One of the more interesting things featured in this last batch of shows is the inclusion of a couple unique, one-off episodes back-to-back. In Clear, Rick and Carl go back to King County, Georgia and encounter Morgan (Lennie James), the man who saved Rick’s life in the very first episode of the series. The following episode, Arrow on the Doorpost is structured around the one-on-one meeting between Rick and the Governor inside an abandoned barn while members of each camp contentiously mingle with each other outside before improbably forging bonds. These episodes mimic the best elements of comic books, the media on which they’re based and serials in the truest sense of the term.
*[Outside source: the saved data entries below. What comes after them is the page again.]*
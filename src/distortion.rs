//! Allowed and actual quantization noise per scalefactor band
//!
//! [`calc_xmin`] turns the psychoacoustic model output and the ATH into
//! the noise energy each band may carry. [`calc_noise`] measures what a
//! trial quantization actually produces and summarizes it in dB
//! relative to that allowance.

use crate::ath::{ath_adjust, Ath, BandFactors};
use crate::tables::{pow20, POW43, PRETAB};
use crate::types::{
    BlockType, CalcNoiseResult, GranuleInfo, NoiseCache, PsyRatio, GRANULE_SIZE, Q_MAX2, SBPSY_L,
    SBPSY_S, SFBMAX,
};

const DBL_EPSILON: f32 = 2.220_446e-16;

/// How the allowed distortion is derived for the active strategy
#[derive(Debug, Clone, Copy, PartialEq)]
pub struct MaskingParams {
    /// Linear factor applied to the masking threshold
    pub masking_lower: f32,
    /// Pass ATH values through [`ath_adjust`] instead of scaling them
    pub ath_adjusted: bool,
    /// Use the ATH-weighted band energy as the floor (direct VBR search)
    pub athaa_fix: bool,
    /// Ignore masking, allow only the ATH
    pub ath_only: bool,
    /// Ignore masking for short blocks
    pub ath_short: bool,
    /// Let a window's threshold decay into the following windows
    pub use_temporal: bool,
    /// Temporal masking decay between short windows
    pub decay: f32,
}

impl Default for MaskingParams {
    fn default() -> Self {
        Self {
            masking_lower: 1.0,
            ath_adjusted: false,
            athaa_fix: false,
            ath_only: false,
            ath_short: false,
            use_temporal: true,
            decay: 0.0,
        }
    }
}

/// Sum of squares and ATH-limited sum of squares over `xr`
fn band_energy(xr: &[f32], rh1: f32) -> (f32, f32) {
    let mut en0 = 0.0f32;
    let mut rh2 = DBL_EPSILON;
    for &x in xr {
        let xa = x * x;
        en0 += xa;
        rh2 += if xa < rh1 { xa } else { rh1 };
    }
    (en0, rh2)
}

/// Fill `xmin` with the allowed noise energy of every (band, window)
/// slot up to `gi.psymax` and set `gi.max_nonzero_coeff`.
///
/// Returns the number of slots whose energy is above the ATH; zero means
/// the granule is analog silence.
pub fn calc_xmin(
    ath: &Ath,
    factors: &BandFactors,
    params: &MaskingParams,
    ratio: &PsyRatio,
    gi: &mut GranuleInfo,
    xmin: &mut [f32; SFBMAX],
) -> usize {
    let masking_lower = if params.athaa_fix { 1.0 } else { params.masking_lower };
    let mut ath_over = 0;
    let mut j = 0;
    let mut pos = 0;

    let mut gsfb = 0;
    while gsfb < gi.psy_lmax {
        let mut x_min = if params.ath_adjusted {
            ath_adjust(ath.adjust, ath.l[gsfb], ath.floor)
        } else {
            ath.adjust * ath.l[gsfb]
        };
        let width = gi.width[gsfb];
        let (en0, mut rh2) = band_energy(&gi.xr[j..j + width], x_min / width as f32);
        j += width;
        if en0 > x_min {
            ath_over += 1;
        }
        if gsfb == SBPSY_L {
            rh2 = rh2.max(x_min * factors.longfact[gsfb]);
        }
        if params.athaa_fix {
            x_min = rh2;
        }
        if !params.ath_only {
            let e = ratio.en.l[gsfb];
            if e > 0.0 {
                let mut x = en0 * ratio.thm.l[gsfb] * masking_lower / e;
                if params.athaa_fix {
                    x *= factors.longfact[gsfb];
                }
                x_min = x_min.max(x);
            }
        }
        xmin[pos] = if params.athaa_fix { x_min } else { x_min * factors.longfact[gsfb] };
        pos += 1;
        gsfb += 1;
    }

    let mut max_nonzero = GRANULE_SIZE - 1;
    if gi.block_type != BlockType::Short {
        let mut k = GRANULE_SIZE;
        while k > 0 {
            k -= 1;
            if gi.xr[k] != 0.0 {
                break;
            }
            max_nonzero = k;
        }
    }
    gi.max_nonzero_coeff = max_nonzero;

    let mut sfb = gi.sfb_smin;
    while gsfb < gi.psymax {
        let tmp_ath = if params.ath_adjusted {
            ath_adjust(ath.adjust, ath.s[sfb], ath.floor)
        } else {
            ath.adjust * ath.s[sfb]
        };
        let width = gi.width[gsfb];
        for b in 0..3 {
            let (en0, mut rh2) = band_energy(&gi.xr[j..j + width], tmp_ath / width as f32);
            j += width;
            if en0 > tmp_ath {
                ath_over += 1;
            }
            if sfb == SBPSY_S {
                rh2 = rh2.max(tmp_ath * factors.shortfact[sfb]);
            }
            let mut x_min = if params.athaa_fix { rh2 } else { tmp_ath };
            if !params.ath_only && !params.ath_short {
                let e = ratio.en.s[sfb][b];
                if e > 0.0 {
                    let mut x = en0 * ratio.thm.s[sfb][b] * masking_lower / e;
                    if params.athaa_fix {
                        x *= factors.shortfact[sfb];
                    }
                    x_min = x_min.max(x);
                }
            }
            xmin[pos] = if params.athaa_fix { x_min } else { x_min * factors.shortfact[sfb] };
            pos += 1;
        }
        if params.use_temporal {
            let w = pos - 3;
            if xmin[w] > xmin[w + 1] {
                xmin[w + 1] += (xmin[w] - xmin[w + 1]) * params.decay;
            }
            if xmin[w + 1] > xmin[w + 2] {
                xmin[w + 2] += (xmin[w + 1] - xmin[w + 2]) * params.decay;
            }
        }
        sfb += 1;
        gsfb += 3;
    }

    ath_over
}

/// Squared quantization error of the lines `start..start + len`
fn band_noise(gi: &GranuleInfo, start: usize, len: usize, step: f32) -> f32 {
    let xr = &gi.xr[start..start + len];
    if start > gi.count1 {
        return xr.iter().map(|&x| x * x).sum();
    }
    let ix = &gi.l3_enc[start..start + len];
    xr.iter()
        .zip(ix.iter())
        .map(|(&x, &q)| {
            let t = x.abs() - POW43[q as usize] * step;
            t * t
        })
        .sum()
}

/// Measure the noise of the current quantization of `gi` against `xmin`.
///
/// `distort[sfb]` receives noise over allowed noise per slot. With a
/// cache, slots whose step and global gain match the cached entry reuse
/// the stored noise.
pub fn calc_noise(
    gi: &GranuleInfo,
    xmin: &[f32; SFBMAX],
    distort: &mut [f32; SFBMAX],
    mut cache: Option<&mut NoiseCache>,
) -> CalcNoiseResult {
    let mut res = CalcNoiseResult { max_noise: -20.0, ..CalcNoiseResult::default() };
    let mut j = 0;

    for sfb in 0..gi.psymax {
        let s = gi.band_step(sfb, &PRETAB);
        let width = gi.width[sfb];

        let cached = cache.as_deref().and_then(|c| c.lookup(sfb, s, gi.global_gain));
        let noise = match cached {
            Some((noise, noise_log)) => {
                j += width;
                distort[sfb] = noise / xmin[sfb];
                noise_log
            }
            None => {
                let step = pow20(s.max(-(Q_MAX2 as i32)));
                let mut len = width;
                if j + width > gi.max_nonzero_coeff {
                    let useful = gi.max_nonzero_coeff as i64 - j as i64 + 1;
                    len = if useful > 0 { (useful as usize >> 1) << 1 } else { 0 };
                }
                let noise = band_noise(gi, j, len, step);
                j += width;

                let ratio = noise / xmin[sfb];
                distort[sfb] = ratio;
                let noise_log = (ratio.max(1e-20)).log10();
                if let Some(c) = cache.as_deref_mut() {
                    c.store(sfb, s, gi.global_gain, noise, noise_log);
                }
                noise_log
            }
        };

        res.tot_noise += noise;
        if noise > 0.0 {
            let tmp = ((noise * 10.0 + 0.5) as i32).max(1);
            res.over_ssd += tmp * tmp;
            res.over_count += 1;
            res.over_noise += noise;
        }
        res.max_noise = res.max_noise.max(noise);
    }
    res
}

#[cfg(test)]
mod tests {
    use super::*;
    use crate::ath::AthConfig;
    use crate::tables::scalefac_bands;
    use crate::types::{SBMAX_L, SBMAX_S};

    fn long_granule() -> GranuleInfo {
        let bands = scalefac_bands(0, 1, 44100);
        let mut gi = GranuleInfo::default();
        for sfb in 0..SBMAX_L {
            gi.width[sfb] = bands.l[sfb + 1] - bands.l[sfb];
        }
        gi
    }

    fn short_granule() -> GranuleInfo {
        let bands = scalefac_bands(0, 1, 44100);
        let mut gi = GranuleInfo::default();
        gi.block_type = BlockType::Short;
        gi.sfb_lmax = 0;
        gi.sfb_smin = 0;
        gi.psy_lmax = 0;
        gi.sfbmax = 3 * SBPSY_S;
        gi.psymax = 3 * SBPSY_S;
        gi.sfbdivide = gi.sfbmax - 18;
        for sfb in 0..SBMAX_S {
            for w in 0..3 {
                gi.width[3 * sfb + w] = bands.s[sfb + 1] - bands.s[sfb];
                gi.window[3 * sfb + w] = w;
            }
        }
        gi
    }

    fn ath() -> Ath {
        Ath::new(&scalefac_bands(0, 1, 44100), 44100, &AthConfig::default())
    }

    #[test]
    fn test_silence_has_no_band_above_ath() {
        let mut gi = long_granule();
        let mut xmin = [0.0; SFBMAX];
        let over = calc_xmin(
            &ath(),
            &BandFactors::from_nspsytune(1),
            &MaskingParams::default(),
            &PsyRatio::default(),
            &mut gi,
            &mut xmin,
        );
        assert_eq!(over, 0);
        assert!(xmin[..SBPSY_L].iter().all(|&v| v > 0.0));
        assert_eq!(gi.max_nonzero_coeff, 0);
    }

    #[test]
    fn test_masking_raises_allowed_noise() {
        let mut gi = long_granule();
        for x in gi.xr[..100].iter_mut() {
            *x = 0.1;
        }
        let mut ratio = PsyRatio::default();
        ratio.en.l[3] = 1.0;
        ratio.thm.l[3] = 0.5;
        let mut xmin = [0.0; SFBMAX];
        let over = calc_xmin(
            &ath(),
            &BandFactors::from_nspsytune(1),
            &MaskingParams::default(),
            &ratio,
            &mut gi,
            &mut xmin,
        );
        assert!(over > 0);
        let en3: f32 = gi.xr[12..16].iter().map(|x| x * x).sum();
        assert!((xmin[3] - en3 * 0.5).abs() < 1e-6);
        assert_eq!(gi.max_nonzero_coeff, 100);
    }

    #[test]
    fn test_temporal_masking_decays_into_later_windows() {
        let mut gi = short_granule();
        for x in gi.xr.iter_mut() {
            *x = 0.05;
        }
        let mut ratio = PsyRatio::default();
        ratio.en.s[4] = [1.0, 1.0, 1.0];
        ratio.thm.s[4] = [1.0, 0.0, 0.0];
        let params = MaskingParams { decay: 0.5, ..MaskingParams::default() };
        let mut xmin = [0.0; SFBMAX];
        calc_xmin(&ath(), &BandFactors::from_nspsytune(1), &params, &ratio, &mut gi, &mut xmin);
        let w0 = xmin[12];
        assert!(xmin[13] < w0 && xmin[13] > 0.0);
        assert!(xmin[14] < xmin[13]);
    }

    #[test]
    fn test_zero_spectrum_measures_no_noise() {
        let gi = long_granule();
        let xmin = [1.0; SFBMAX];
        let mut distort = [0.0; SFBMAX];
        let res = calc_noise(&gi, &xmin, &mut distort, None);
        assert_eq!(res.over_count, 0);
        assert_eq!(res.max_noise, -20.0);
        assert_eq!(res.tot_noise, -20.0 * SBPSY_L as f32);
    }

    #[test]
    fn test_unquantized_band_counts_as_over() {
        let mut gi = long_granule();
        gi.xr[0] = 1.0;
        gi.max_nonzero_coeff = 575;
        gi.count1 = 0;
        gi.big_values = 0;
        let xmin = [1e-3; SFBMAX];
        let mut distort = [0.0; SFBMAX];
        let res = calc_noise(&gi, &xmin, &mut distort, None);
        assert_eq!(res.over_count, 1);
        assert!((distort[0] - 1000.0).abs() < 1e-2);
        assert!((res.max_noise - 3.0).abs() < 1e-4);
        assert_eq!(res.over_ssd, 30 * 30);
    }

    #[test]
    fn test_cache_reuses_matching_entries() {
        let mut gi = long_granule();
        for (i, x) in gi.xr.iter_mut().enumerate() {
            *x = (i % 7) as f32 * 0.01;
        }
        gi.max_nonzero_coeff = 575;
        gi.count1 = 576;
        gi.big_values = 576;
        gi.global_gain = 150;
        let xmin = [1e-4; SFBMAX];
        let mut cache = NoiseCache::default();
        let mut d1 = [0.0; SFBMAX];
        let mut d2 = [0.0; SFBMAX];
        let first = calc_noise(&gi, &xmin, &mut d1, Some(&mut cache));
        let second = calc_noise(&gi, &xmin, &mut d2, Some(&mut cache));
        let fresh = calc_noise(&gi, &xmin, &mut d2, None);
        assert_eq!(first, second);
        assert_eq!(first, fresh);
        assert_eq!(d1, d2);
    }
}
And just as comics tend to jump off the narrative trail for an issue or two as an aside or as a self-contained narrative that’s related to the larger story but only tangentially so, the series successfully does so here.
The second half of Season 3 is good television no matter how you slice it, shoot it, or chop its head off. It balances action and character much better than the first half of the season does. The writing features clever subtext that the cast communicates with fantastic performances. This is the type of drama that I devour like fresh pink flesh, if you will. So it goes without saying, The Walking Dead Season 3 gets a good grade from me. What would have been an easy A gets downgraded to an A- for the somewhat haphazard pace and lack of drama exhibited during the first eight episodes. However, these last eight episodes pull it out of the fire with a great bit of storytelling and still enough gore and gunfire to appease the adolescents living inside us all.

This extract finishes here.